Brief
Check each line of the records below for the word "spawn" and copy those where it appears.
(Given records Opens)
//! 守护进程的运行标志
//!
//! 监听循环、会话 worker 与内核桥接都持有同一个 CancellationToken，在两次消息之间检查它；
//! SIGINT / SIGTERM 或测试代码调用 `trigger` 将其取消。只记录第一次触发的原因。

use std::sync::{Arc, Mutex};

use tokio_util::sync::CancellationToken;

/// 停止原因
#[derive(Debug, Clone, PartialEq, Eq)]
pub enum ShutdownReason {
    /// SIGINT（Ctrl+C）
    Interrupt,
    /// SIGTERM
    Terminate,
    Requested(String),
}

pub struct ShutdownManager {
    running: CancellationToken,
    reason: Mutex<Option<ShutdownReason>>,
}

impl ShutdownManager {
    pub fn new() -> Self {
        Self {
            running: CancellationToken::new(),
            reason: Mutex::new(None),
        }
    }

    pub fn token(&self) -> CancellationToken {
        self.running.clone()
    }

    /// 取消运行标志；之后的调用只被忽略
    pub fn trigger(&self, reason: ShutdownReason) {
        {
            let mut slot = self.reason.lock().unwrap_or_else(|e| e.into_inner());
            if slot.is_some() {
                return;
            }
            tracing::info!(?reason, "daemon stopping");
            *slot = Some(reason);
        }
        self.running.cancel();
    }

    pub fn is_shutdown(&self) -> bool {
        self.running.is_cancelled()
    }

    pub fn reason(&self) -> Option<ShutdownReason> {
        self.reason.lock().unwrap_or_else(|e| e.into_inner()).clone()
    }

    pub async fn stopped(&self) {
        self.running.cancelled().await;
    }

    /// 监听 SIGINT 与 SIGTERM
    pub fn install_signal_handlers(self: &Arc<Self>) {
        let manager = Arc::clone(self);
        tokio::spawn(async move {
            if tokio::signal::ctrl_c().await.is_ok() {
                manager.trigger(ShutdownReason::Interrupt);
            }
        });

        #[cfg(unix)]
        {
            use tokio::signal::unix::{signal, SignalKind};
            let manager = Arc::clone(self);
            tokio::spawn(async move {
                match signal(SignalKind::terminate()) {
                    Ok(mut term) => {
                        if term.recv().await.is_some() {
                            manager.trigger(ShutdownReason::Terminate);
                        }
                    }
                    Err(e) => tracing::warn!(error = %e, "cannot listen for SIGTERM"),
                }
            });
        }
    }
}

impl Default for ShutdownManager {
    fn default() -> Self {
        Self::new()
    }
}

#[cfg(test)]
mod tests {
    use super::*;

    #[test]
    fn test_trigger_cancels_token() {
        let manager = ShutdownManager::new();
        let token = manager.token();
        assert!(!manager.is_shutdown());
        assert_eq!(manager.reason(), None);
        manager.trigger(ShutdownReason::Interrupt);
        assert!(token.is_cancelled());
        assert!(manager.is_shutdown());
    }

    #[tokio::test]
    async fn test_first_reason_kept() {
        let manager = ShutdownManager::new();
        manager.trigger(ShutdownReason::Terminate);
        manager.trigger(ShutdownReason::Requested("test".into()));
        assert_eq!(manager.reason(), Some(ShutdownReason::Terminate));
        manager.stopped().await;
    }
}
(Given records Closes)
Response to the task
        tokio::spawn(async move {
            tokio::spawn(async move {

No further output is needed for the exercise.